Together, Not Apart: In political terms, 2020 represents the exact reverse of 1984. Then, the tide was running with the challengers. Now, it is running with the incumbents. If Labour and the Greens can plausibly guarantee to keep us working and keep us safe, then traditional demographic voting patterns will cease to matter. Young and old, rich and poor, brown and white will repay Jacinda with a landslide.
HERE WE GO AGAIN. Young New Zealanders are not registering to vote in anything like the numbers needed to re-elect Jacinda Ardern. Labour relies on the voters aged between 25 and 55 years-of-age to supply the bulk of its Party Vote. If voters aged between 18 and 25 registered and voted in anything like the same numbers as the centre-left’s core vote, Labour would long ago have become New Zealand’s “natural party of government”.
Labour’s vulnerability stems not only from the unwillingness of 18-25 year-olds to engage with and participate in electoral politics, but also from the determination of older voters to make their voices heard. Unfortunately, those older voices chorus persistently for the Right.
This raises the grim spectre of a right-wing victory secured almost entirely by the toxic combination of an extremely high percentage of older voters turning out to vote for the National Party, and a comparatively low percentage of younger voters actually bothering to vote Labour or Green. If Judith Collins makes sure she does nothing to dissuade the over-55s from following their usual political instincts, and if Jacinda Ardern cannot persuade the youngest cohort of voters to come out for her in record numbers, then National could end up defeating Labour on 19 September.
The $64,000 question for Labour is: “How do we prevent this from happening?”
It’s not enough to say that the party should offer 18-25 year-olds a manifesto shaped to fit their preferences. Given that those aged between 18 and 25 are consistently the staunchest supporters of radical left-wing economic, social and environmental policies, constructing Labour’s platform to reflect their preferences exclusively would, almost certainly, alienate the support of older voters. If an 80-90 percent turnout of the youngest voting cohort could be guaranteed, it might be worth the risk. The problem is, not even the proudly radical policies of the Greens are enough to make 18-25 year-olds turn out like the over-70s.
Perhaps the only circumstances in which the 18-25 cohort could be lured to the polls in great numbers would be those in which the hunger for national unity, stimulated by a once-in-a-generation confluence of multiple interests, was strong enough to generate a massive cross-class and cross-generational spike in electoral participation.

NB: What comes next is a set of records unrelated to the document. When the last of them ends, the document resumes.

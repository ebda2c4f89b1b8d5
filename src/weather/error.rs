//! Error types for the weather fetch pipeline.
//!
//! [`FetchError`] is the tagged union the fetcher raises instead of leaking raw
//! `reqwest`/`serde_json` errors. The resilience policy stack consults
//! [`FetchError::is_transient`] to decide what to retry and what the circuit
//! breaker counts as a handled failure.

use std::time::Duration;

use thiserror::Error;

/// Failures that can occur while fetching a weather forecast.
#[derive(Debug, Error)]
pub enum FetchError {
    /// The API does not know the requested location (HTTP 404). Never retried.
    #[error("location not found: {location}")]
    NotFound { location: String },

    /// Non-transient HTTP failure (4xx other than 408/429). Never retried.
    #[error("weather API returned status {status}: {body}")]
    Status { status: u16, body: String },

    /// Transient failure: network-level error, 5xx, 408 or 429.
    /// `status` is `None` when the request never produced a response.
    #[error("transient failure (status {status:?}): {detail}")]
    Transient { status: Option<u16>, detail: String },

    /// A single attempt exceeded the timeout policy's bound.
    #[error("attempt timed out after {after:?}")]
    Timeout { after: Duration },

    /// The circuit breaker is open; the call was short-circuited without
    /// touching the network.
    #[error("circuit open; failing fast")]
    CircuitOpen,

    /// The response body could not be deserialized into the expected shape.
    #[error("malformed weather payload: {0}")]
    Parse(#[from] serde_json::Error),

    /// The payload deserialized but is missing data required to report a forecast.
    #[error("incomplete weather payload: {0}")]
    Incomplete(String),

    /// The operation was aborted by the caller's cancellation token.
    #[error("cancelled")]
    Cancelled,
}

impl FetchError {
    /// Whether the retry policy may handle this failure and the circuit breaker
    /// counts it. Timeouts raised by the timeout policy are deliberately included.
    pub fn is_transient(&self) -> bool {
        matches!(
            self,
            FetchError::Transient { .. } | FetchError::Timeout { .. }
        )
    }
}
//! Modification-time window resolution.
//!
//! Turns `--since`, `--until` and `--interval` into a closed epoch-second
//! interval, or no bound at all. Timestamps are interpreted in the local
//! offset captured at startup.

use thiserror::Error;
use time::format_description::BorrowedFormatItem;
use time::macros::format_description;
use time::{OffsetDateTime, PrimitiveDateTime, UtcOffset};

const TIMESTAMP_FORMAT: &[BorrowedFormatItem<'static>] =
    format_description!("[year]-[month]-[day] [hour]:[minute]:[second]");

#[derive(Debug, Error, PartialEq, Eq)]
pub enum InputError {
    #[error("invalid time format {0:?}; expected 'YYYY-MM-DD HH:MM:SS'")]
    Timestamp(String),
    #[error("invalid --interval {0:?}, expected number + unit: 10s, 5m, 2h, 1d")]
    IntervalFormat(String),
    #[error("invalid --interval unit in {0:?}, use: s, m, h, d")]
    IntervalUnit(String),
    #[error("invalid --interval number in {0:?}, expected e.g. 10s, 5m, 2h, 1d")]
    IntervalNumber(String),
    #[error("--interval must be > 0, got {0:?}")]
    IntervalNotPositive(String),
    #[error("--interval {0:?} is too large")]
    IntervalTooLarge(String),
    #[error("time window from --interval {0:?} is out of range")]
    WindowOutOfRange(String),
    #[error("either --since or --until must be set with --interval")]
    IntervalWithoutAnchor,
    #[error("cannot use --since, --until and --interval together")]
    OverSpecified,
    #[error("--since and --until must be given together (or use --interval)")]
    HalfOpen,
    #[error("since time must be before until time")]
    Inverted,
}

/// Inclusive `[since, until]` bound in epoch seconds.
///
/// Either both sides are set or neither is; construction goes through
/// [`TimeWindow::resolve`] or [`TimeWindow::between`].
#[derive(Debug, Clone, Copy, Default, PartialEq, Eq)]
pub struct TimeWindow {
    bounds: Option<(i64, i64)>,
}

impl TimeWindow {
    pub fn unbounded() -> Self {
        Self::default()
    }

    pub fn between(since: i64, until: i64) -> Result<Self, InputError> {
        if since > until {
            return Err(InputError::Inverted);
        }
        Ok(Self {
            bounds: Some((since, until)),
        })
    }

    /// Resolve the user's time arguments.
    ///
    /// - interval + since: `until = since + interval`
    /// - interval + until: `since = until - interval`
    /// - no interval: since and until are both given or both absent
    pub fn resolve(
        since: Option<&str>,
        until: Option<&str>,
        interval: Option<&str>,
        offset: UtcOffset,
    ) -> Result<Self, InputError> {
        let since = since.map(|s| parse_local_timestamp(s, offset)).transpose()?;
        let until = until.map(|s| parse_local_timestamp(s, offset)).transpose()?;
        let out_of_range =
            || InputError::WindowOutOfRange(interval.unwrap_or_default().to_string());
        let interval = interval.map(parse_interval).transpose()?;

        let window = match (since, until, interval) {
            (Some(_), Some(_), Some(_)) => return Err(InputError::OverSpecified),
            (Some(s), None, Some(i)) => {
                Self::between(s, s.checked_add(i).ok_or_else(out_of_range)?)?
            }
            (None, Some(u), Some(i)) => {
                Self::between(u.checked_sub(i).ok_or_else(out_of_range)?, u)?
            }
            (None, None, Some(_)) => return Err(InputError::IntervalWithoutAnchor),
            (Some(s), Some(u), None) => Self::between(s, u)?,
            (None, None, None) => Self::unbounded(),
            (Some(_), None, None) | (None, Some(_), None) => return Err(InputError::HalfOpen),
        };

        tracing::debug!(?window, "resolved time window");
        Ok(window)
    }

    pub fn since(&self) -> Option<i64> {
        self.bounds.map(|(s, _)| s)
    }

    pub fn until(&self) -> Option<i64> {
        self.bounds.map(|(_, u)| u)
    }

    /// Whether a file with the given modification time passes the window.
    ///
    /// An unknown time passes only when there is no bound to test against.
    pub fn admits(&self, mtime: Option<i64>) -> bool {
        match (self.bounds, mtime) {
            (None, _) => true,
            (Some(_), None) => false,
            (Some((since, until)), Some(t)) => since <= t && t <= until,
        }
    }
}

/// Parse `YYYY-MM-DD HH:MM:SS` in the given offset into epoch seconds.
pub fn parse_local_timestamp(value: &str, offset: UtcOffset) -> Result<i64, InputError> {
    let parsed = PrimitiveDateTime::parse(value.trim(), TIMESTAMP_FORMAT)
        .map_err(|_| InputError::Timestamp(value.to_string()))?;
    Ok(parsed.assume_offset(offset).unix_timestamp())
}

/// Parse an interval like `10s`, `5m`, `1.5h` or `2d` into whole seconds.
///
/// Fractional seconds round up, so a positive interval never becomes zero.
pub fn parse_interval(value: &str) -> Result<i64, InputError> {
    let s = value.trim().to_lowercase();
    let unit = match s.chars().last() {
        Some(unit) if s.chars().count() >= 2 => unit,
        _ => return Err(InputError::IntervalFormat(value.to_string())),
    };

    let multiplier: f64 = match unit {
        's' => 1.0,
        'm' => 60.0,
        'h' => 3_600.0,
        'd' => 86_400.0,
        _ => return Err(InputError::IntervalUnit(value.to_string())),
    };

    let number = &s[..s.len() - unit.len_utf8()];

    let amount: f64 = number
        .trim()
        .parse()
        .map_err(|_| InputError::IntervalNumber(value.to_string()))?;
    if !amount.is_finite() {
        return Err(InputError::IntervalNumber(value.to_string()));
    }
    if amount <= 0.0 {
        return Err(InputError::IntervalNotPositive(value.to_string()));
    }

    let seconds = (amount * multiplier).ceil();
    if seconds >= i64::MAX as f64 {
        return Err(InputError::IntervalTooLarge(value.to_string()));
    }
    Ok(seconds as i64)
}

/// Render epoch seconds as `YYYY-MM-DD HH:MM:SS` in the given offset.
///
/// Unknown times render as `N/A`.
pub fn format_timestamp(mtime: Option<i64>, offset: UtcOffset) -> String {
    mtime
        .and_then(|t| OffsetDateTime::from_unix_timestamp(t).ok())
        .and_then(|dt| dt.to_offset(offset).format(TIMESTAMP_FORMAT).ok())
        .unwrap_or_else(|| "N/A".to_string())
}

/// The local UTC offset, or UTC when the platform cannot report it.
///
/// Must be called before any threads are spawned.
pub fn local_offset() -> UtcOffset {
    UtcOffset::current_local_offset().unwrap_or(UtcOffset::UTC)
}

// ---------------------------------------------------------------------------
// Tests
// ---------------------------------------------------------------------------
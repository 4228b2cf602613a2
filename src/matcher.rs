//! Trace file matching.
//!
//! Two query modes over one trace directory:
//!
//! - **latest**: the single newest file matching a name hint
//! - **enumerate**: every file matching a glob, optionally limited to a
//!   modification-time window
//!
//! plus an existence check for the instance's alert log. Each mode works the
//! same way whether the directory is local (read directly) or remote (queried
//! through a [`RemoteExecutor`]); in both cases the newest file is picked by
//! comparing modification times, never by trusting listing order.

use crate::gateway::{GatewayError, RemoteExecutor, shell_quote};
use crate::location::{Target, alert_log_path, check_local_dir};
use crate::window::TimeWindow;
use std::path::{Path, PathBuf};
use std::time::UNIX_EPOCH;
use thiserror::Error;

/// A matched file and its modification time (epoch seconds), if known.
#[derive(Debug, Clone, PartialEq, Eq)]
pub struct MatchResult {
    pub path: PathBuf,
    pub modified: Option<i64>,
}

/// Outcome of one lookup for one instance.
#[derive(Debug)]
pub enum Lookup<T> {
    Found(T),
    /// The directory was readable but nothing matched.
    NotFound,
    Failed(LookupError),
}

#[derive(Debug, Error)]
pub enum LookupError {
    #[error("{} does not exist", .0.display())]
    MissingDirectory(PathBuf),
    #[error("{} is not a directory", .0.display())]
    NotADirectory(PathBuf),
    #[error("{} is not a file", .0.display())]
    NotAFile(PathBuf),
    #[error("invalid pattern {pattern:?}: {reason}")]
    Pattern { pattern: String, reason: String },
    #[error("cannot read {}: {source}", path.display())]
    Io {
        path: PathBuf,
        #[source]
        source: std::io::Error,
    },
    #[error("error checking {host}:{}: {source}", dir.display())]
    Remote {
        host: String,
        dir: PathBuf,
        #[source]
        source: GatewayError,
    },
}

impl<T> From<Result<Option<T>, LookupError>> for Lookup<T> {
    fn from(result: Result<Option<T>, LookupError>) -> Self {
        match result {
            Ok(Some(found)) => Lookup::Found(found),
            Ok(None) => Lookup::NotFound,
            Err(e) => Lookup::Failed(e),
        }
    }
}

/// Turn a latest-mode name hint into a glob.
///
/// A hint that already contains a glob metacharacter is used verbatim;
/// anything else becomes `*{hint}*.trc`.
pub fn latest_pattern(hint: &str) -> String {
    if hint.contains(['*', '?', '[']) {
        hint.to_string()
    } else {
        format!("*{hint}*.trc")
    }
}

/// Pick the candidate with the strictly greatest modification time.
///
/// Unknown times rank below every known time; ties keep the first candidate.
pub fn select_latest(candidates: Vec<MatchResult>) -> Option<MatchResult> {
    let mut latest: Option<MatchResult> = None;
    for candidate in candidates {
        match &latest {
            Some(best) if candidate.modified <= best.modified => {}
            _ => latest = Some(candidate),
        }
    }
    latest
}

/// Sort newest first, unknown times last.
fn newest_first(results: &mut [MatchResult]) {
    results.sort_by(|a, b| b.modified.cmp(&a.modified));
}

/// Queries trace directories on the local host or through a remote executor.
pub struct Matcher<'a> {
    remote: &'a dyn RemoteExecutor,
}

impl<'a> Matcher<'a> {
    pub fn new(remote: &'a dyn RemoteExecutor) -> Self {
        Self { remote }
    }

    /// Latest-match mode: the newest file in `dir` matching `hint`.
    pub fn latest(&self, target: &Target, dir: &Path, hint: &str) -> Lookup<MatchResult> {
        let pattern = latest_pattern(hint);
        let candidates = match target {
            Target::Local => local_candidates(dir, &pattern),
            Target::Remote(host) => self.remote_stat_candidates(host, dir, &pattern),
        };
        candidates.map(select_latest).into()
    }

    /// Enumerate-match mode: every file in `dir` matching `pattern` that the
    /// window admits, newest first.
    pub fn enumerate(
        &self,
        target: &Target,
        dir: &Path,
        pattern: &str,
        window: &TimeWindow,
    ) -> Lookup<Vec<MatchResult>> {
        let matches = match target {
            Target::Local => local_enumerate(dir, pattern, window),
            Target::Remote(host) => self.remote_enumerate(host, dir, pattern, window),
        };
        matches
            .map(|found| if found.is_empty() { None } else { Some(found) })
            .into()
    }

    /// Whether `alert_{sid}.log` exists in `dir`, with its modification time.
    pub fn alert_log(&self, target: &Target, dir: &Path, sid: &str) -> Lookup<MatchResult> {
        let path = alert_log_path(dir, sid);
        let found = match target {
            Target::Local => local_alert_log(dir, path),
            Target::Remote(host) => self.remote_alert_log(host, dir, path),
        };
        found.into()
    }

    // -----------------------------------------------------------------------
    // Remote
    // -----------------------------------------------------------------------

    fn run(&self, host: &str, dir: &Path, command: &str) -> Result<String, LookupError> {
        self.remote
            .run(host, command)
            .map_err(|source| LookupError::Remote {
                host: host.to_string(),
                dir: dir.to_path_buf(),
                source,
            })
    }

    /// Every match with its mtime, from a single remote `stat`.
    fn remote_stat_candidates(
        &self,
        host: &str,
        dir: &Path,
        pattern: &str,
    ) -> Result<Vec<MatchResult>, LookupError> {
        let stdout = self.run(host, dir, &stat_matches_command(dir, pattern))?;
        Ok(stdout
            .lines()
            .filter(|line| !line.trim().is_empty())
            .map(|line| {
                let (modified, name) = match line.split_once(' ') {
                    Some((mtime, name)) => match mtime.parse::<i64>() {
                        Ok(t) => (Some(t), name),
                        Err(_) => (None, line),
                    },
                    None => (None, line),
                };
                MatchResult {
                    path: dir.join(name),
                    modified,
                }
            })
            .collect())
    }

    /// List matches newest first, then ask for each one's mtime.
    ///
    /// A file whose mtime cannot be read stays in the result with an unknown
    /// time, unless a window is set: then it cannot be shown to be in range
    /// and is dropped.
    fn remote_enumerate(
        &self,
        host: &str,
        dir: &Path,
        pattern: &str,
        window: &TimeWindow,
    ) -> Result<Vec<MatchResult>, LookupError> {
        let listing = self.run(host, dir, &list_matches_command(dir, pattern))?;

        let mut results = Vec::new();
        for name in listing.lines().map(str::trim).filter(|l| !l.is_empty()) {
            let path = dir.join(name);
            let modified = match self.remote.run(host, &stat_file_command(&path)) {
                Ok(out) => out.trim().parse::<i64>().ok(),
                Err(e) => {
                    tracing::warn!(host, path = %path.display(), error = %e, "cannot stat remote file");
                    None
                }
            };
            if window.admits(modified) {
                results.push(MatchResult { path, modified });
            }
        }
        newest_first(&mut results);
        Ok(results)
    }

    fn remote_alert_log(
        &self,
        host: &str,
        dir: &Path,
        path: PathBuf,
    ) -> Result<Option<MatchResult>, LookupError> {
        let stdout = self.run(host, dir, &probe_file_command(&path))?;
        if stdout.trim().is_empty() {
            return Ok(None);
        }
        Ok(Some(MatchResult {
            modified: stdout.trim().parse().ok(),
            path,
        }))
    }
}

// ---------------------------------------------------------------------------
// Remote command builders
// ---------------------------------------------------------------------------

/// `stat` every regular file matching `pattern` in `dir`, one
/// `<mtime> <name>` per line.
///
/// Fails only when the directory cannot be entered; no match is empty output.
pub fn stat_matches_command(dir: &Path, pattern: &str) -> String {
    format!(
        r#"cd {} 2>/dev/null && {{ for f in {pattern}; do [ -f "$f" ] && stat -c '%Y %n' -- "$f" 2>/dev/null; done; true; }}"#,
        shell_quote(&dir.to_string_lossy())
    )
}

/// List the regular files matching `pattern` in `dir`, one name per line.
pub fn list_matches_command(dir: &Path, pattern: &str) -> String {
    format!(
        r#"cd {} 2>/dev/null && {{ for f in {pattern}; do [ -f "$f" ] && printf '%s\n' "$f"; done; true; }}"#,
        shell_quote(&dir.to_string_lossy())
    )
}

/// Modification time of one file as epoch seconds.
pub fn stat_file_command(path: &Path) -> String {
    format!("stat -c %Y -- {}", shell_quote(&path.to_string_lossy()))
}

/// Modification time of one file, or empty output if it does not exist.
pub fn probe_file_command(path: &Path) -> String {
    format!(
        "stat -c %Y -- {} 2>/dev/null || true",
        shell_quote(&path.to_string_lossy())
    )
}

// ---------------------------------------------------------------------------
// Local
// ---------------------------------------------------------------------------

fn modified_epoch(metadata: &std::fs::Metadata) -> Option<i64> {
    let mtime = metadata.modified().ok()?;
    let secs = mtime.duration_since(UNIX_EPOCH).ok()?.as_secs();
    i64::try_from(secs).ok()
}

/// Regular files directly inside `dir` whose name matches `pattern`.
pub fn local_candidates(dir: &Path, pattern: &str) -> Result<Vec<MatchResult>, LookupError> {
    check_local_dir(dir)?;
    let glob = glob::Pattern::new(pattern).map_err(|e| LookupError::Pattern {
        pattern: pattern.to_string(),
        reason: e.to_string(),
    })?;

    tracing::debug!(dir = %dir.display(), pattern, "scanning local trace directory");
    let entries = std::fs::read_dir(dir).map_err(|source| LookupError::Io {
        path: dir.to_path_buf(),
        source,
    })?;

    let mut results = Vec::new();
    for entry in entries {
        let entry = match entry {
            Ok(e) => e,
            Err(_) => continue,
        };

        let name = entry.file_name();
        let Some(name) = name.to_str() else {
            continue;
        };
        if !glob.matches(name) {
            continue;
        }

        // Follows symlinks, so a link to a trace file counts as a file.
        let path = entry.path();
        let metadata = match std::fs::metadata(&path) {
            Ok(m) => m,
            Err(_) => continue,
        };
        if !metadata.is_file() {
            continue;
        }

        results.push(MatchResult {
            modified: modified_epoch(&metadata),
            path,
        });
    }

    Ok(results)
}

/// Enumerate local matches inside the window, as absolute paths, newest first.
pub fn local_enumerate(
    dir: &Path,
    pattern: &str,
    window: &TimeWindow,
) -> Result<Vec<MatchResult>, LookupError> {
    let mut results: Vec<MatchResult> = local_candidates(dir, pattern)?
        .into_iter()
        .filter(|m| window.admits(m.modified))
        .map(|m| MatchResult {
            path: std::fs::canonicalize(&m.path).unwrap_or(m.path),
            modified: m.modified,
        })
        .collect();
    newest_first(&mut results);
    Ok(results)
}

fn local_alert_log(dir: &Path, path: PathBuf) -> Result<Option<MatchResult>, LookupError> {
    check_local_dir(dir)?;
    let metadata = match std::fs::metadata(&path) {
        Ok(m) => m,
        Err(e) if e.kind() == std::io::ErrorKind::NotFound => return Ok(None),
        Err(source) => return Err(LookupError::Io { path, source }),
    };
    if !metadata.is_file() {
        return Err(LookupError::NotAFile(path));
    }
    Ok(Some(MatchResult {
        modified: modified_epoch(&metadata),
        path,
    }))
}

// ---------------------------------------------------------------------------
// Tests
// ---------------------------------------------------------------------------
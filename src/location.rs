//! Where an instance's diagnostics live and how to reach them.
//!
//! The trace directory layout is fixed:
//! `{diag_path}/diag/rdbms/{db_unique_name}/{sid}/trace`.

use crate::matcher::LookupError;
use std::path::{Path, PathBuf};

/// How to reach an instance's trace directory.
#[derive(Debug, Clone, PartialEq, Eq)]
pub enum Target {
    /// Same machine as the tool: direct filesystem access.
    Local,
    /// Another host, reached through the remote gateway.
    Remote(String),
}

/// Which instances a run is allowed to touch.
#[derive(Debug, Clone, Default, PartialEq, Eq)]
pub enum HostScope {
    /// Every host in the inventory.
    #[default]
    All,
    /// Only the host the tool runs on.
    LocalOnly,
    /// Only the named hosts.
    Hosts(Vec<String>),
}

impl HostScope {
    /// Build the scope from the `--local` flag and the `--host` list.
    ///
    /// Blank items in the host list are ignored; a list with no usable names
    /// is no filter at all.
    pub fn from_args(local_only: bool, hosts: Option<&str>) -> Self {
        if local_only {
            return HostScope::LocalOnly;
        }
        let hosts: Vec<String> = hosts
            .unwrap_or_default()
            .split(',')
            .map(str::trim)
            .filter(|h| !h.is_empty())
            .map(str::to_string)
            .collect();
        if hosts.is_empty() {
            HostScope::All
        } else {
            HostScope::Hosts(hosts)
        }
    }
}

/// Decide whether an instance on `host` is queried, and how.
///
/// Returns `None` when the instance is out of scope: not in the host list,
/// or remote during a local-only run. Out-of-scope instances produce no
/// output at all.
pub fn resolve(host: &str, current_host: &str, scope: &HostScope) -> Option<Target> {
    if matches!(scope, HostScope::Hosts(allowed) if !allowed.iter().any(|h| h == host)) {
        return None;
    }

    if host == current_host {
        Some(Target::Local)
    } else if *scope == HostScope::LocalOnly {
        None
    } else {
        Some(Target::Remote(host.to_string()))
    }
}

/// Strip any domain suffix from a host name (`db1.example.com` -> `db1`).
pub fn short_hostname(name: &str) -> &str {
    name.split('.').next().unwrap_or(name)
}

/// The short name of the machine the tool runs on.
pub fn current_short_hostname() -> std::io::Result<String> {
    let name = hostname::get()?;
    Ok(short_hostname(&name.to_string_lossy()).to_string())
}

/// `{diag_path}/diag/rdbms/{name}/{sid}/trace`
pub fn trace_dir(diagnostic_root: &Path, name: &str, sid: &str) -> PathBuf {
    diagnostic_root
        .join("diag")
        .join("rdbms")
        .join(name)
        .join(sid)
        .join("trace")
}

/// `{trace_dir}/alert_{sid}.log`
pub fn alert_log_path(trace_dir: &Path, sid: &str) -> PathBuf {
    trace_dir.join(format!("alert_{sid}.log"))
}

/// Preliminary check of a local trace directory before any lookup in it.
pub fn check_local_dir(dir: &Path) -> Result<(), LookupError> {
    if !dir.exists() {
        return Err(LookupError::MissingDirectory(dir.to_path_buf()));
    }
    if !dir.is_dir() {
        return Err(LookupError::NotADirectory(dir.to_path_buf()));
    }
    Ok(())
}

// ---------------------------------------------------------------------------
// Tests
// ---------------------------------------------------------------------------

#[cfg(test)]
mod tests {
    use super::*;
    use tempfile::TempDir;

    #[test]
    fn test_resolve_same_host_is_local() {
        assert_eq!(resolve("db1", "db1", &HostScope::All), Some(Target::Local));
    }

    #[test]
    fn test_resolve_other_host_is_remote() {
        assert_eq!(
            resolve("db2", "db1", &HostScope::All),
            Some(Target::Remote("db2".to_string()))
        );
    }

    #[test]
    fn test_resolve_local_only_skips_remote() {
        assert_eq!(resolve("db2", "db1", &HostScope::LocalOnly), None);
        assert_eq!(
            resolve("db1", "db1", &HostScope::LocalOnly),
            Some(Target::Local)
        );
    }

    #[test]
    fn test_resolve_host_filter() {
        let scope = HostScope::from_args(false, Some("hostA"));
        assert_eq!(resolve("hostB", "me", &scope), None);
        assert_eq!(
            resolve("hostA", "me", &scope),
            Some(Target::Remote("hostA".to_string()))
        );
    }

    #[test]
    fn test_resolve_host_filter_can_select_local_host() {
        let scope = HostScope::from_args(false, Some("hostA,me"));
        assert_eq!(resolve("me", "me", &scope), Some(Target::Local));
    }

    #[test]
    fn test_scope_from_args() {
        assert_eq!(HostScope::from_args(true, None), HostScope::LocalOnly);
        assert_eq!(HostScope::from_args(false, None), HostScope::All);
        assert_eq!(HostScope::from_args(false, Some(" , ")), HostScope::All);
        assert_eq!(
            HostScope::from_args(false, Some("a, b,,c")),
            HostScope::Hosts(vec!["a".into(), "b".into(), "c".into()])
        );
    }

    #[test]
    fn test_short_hostname() {
        assert_eq!(short_hostname("bol8db1.de.oracle.com"), "bol8db1");
        assert_eq!(short_hostname("bol8db1"), "bol8db1");
    }

    #[test]
    fn test_trace_dir_layout() {
        assert_eq!(
            trace_dir(Path::new("/u01/oracle"), "db1", "sid1"),
            PathBuf::from("/u01/oracle/diag/rdbms/db1/sid1/trace")
        );
    }

    #[test]
    fn test_alert_log_path() {
        let dir = trace_dir(Path::new("/u01/oracle"), "db1", "sid1");
        assert_eq!(
            alert_log_path(&dir, "sid1"),
            PathBuf::from("/u01/oracle/diag/rdbms/db1/sid1/trace/alert_sid1.log")
        );
    }

    #[test]
    fn test_check_local_dir() {
        let dir = TempDir::new().unwrap();
        assert!(check_local_dir(dir.path()).is_ok());

        let missing = dir.path().join("missing");
        assert!(matches!(
            check_local_dir(&missing),
            Err(LookupError::MissingDirectory(_))
        ));

        let file = dir.path().join("file");
        std::fs::write(&file, "x").unwrap();
        assert!(matches!(
            check_local_dir(&file),
            Err(LookupError::NotADirectory(_))
        ));
    }
}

Something very close to this occurred in the snap-election of 1984. Economic controls usually reserved for wartime, including wage, price, rent and interest-rate “freezes”, combined with high levels of unemployment and rapidly rising fears of a nuclear holocaust to produce a nationwide determination to change the government. Workers and employers united against Muldoon’s dirigiste economic management. Old and young came together to create a nuclear-free New Zealand.
Against this extraordinary coalition, the National Government of Rob Muldoon, which had come to epitomise everything hostile and/or resistant to what many argued were long overdue social and economic changes, didn’t stand a chance. The highest turn out in New Zealand political history – 93.7 percent of registered voters – swept Muldoon and his divisive policies out of office and ushered in an unexpected (and unannounced) revolution.
The question to be answered, just 8 weeks out from the 2020 general election, is whether or not a similar tidal wave of change is gathering?
While there is, indisputably, a strong desire among the politically engaged to seize the opportunity provided by Covid-19 to undertake a general social, economic and environmental “re-set”, it in no way matches the “Spirit of ‘84”. Which is not to say that the cross-class, cross-generational momentum that characterised 1984 isn’t also present in 2020. On this occasion, however, the public mood may best be summarised by paraphrasing Gandalf in The Fellowship of the Ring:
“Keep us working, and keep us safe!”
The still-raging global Covid-19 pandemic has drawn New Zealanders together in ways not seen since World War II. Jacinda Ardern’s “Team of Five Million” may be a brilliant rhetorical flourish, but that doesn’t make it an inaccurate description of the current Kiwi voter’s self-congratulatory self-perception.
In political terms, 2020 represents the exact reverse of 1984. Then, the tide was running with the challengers. Now, it is running with the incumbents. If Labour and the Greens can plausibly guarantee to keep us working and keep us safe, then traditional demographic voting patterns will cease to matter. Young and old, rich and poor, brown and white will repay Jacinda with a landslide.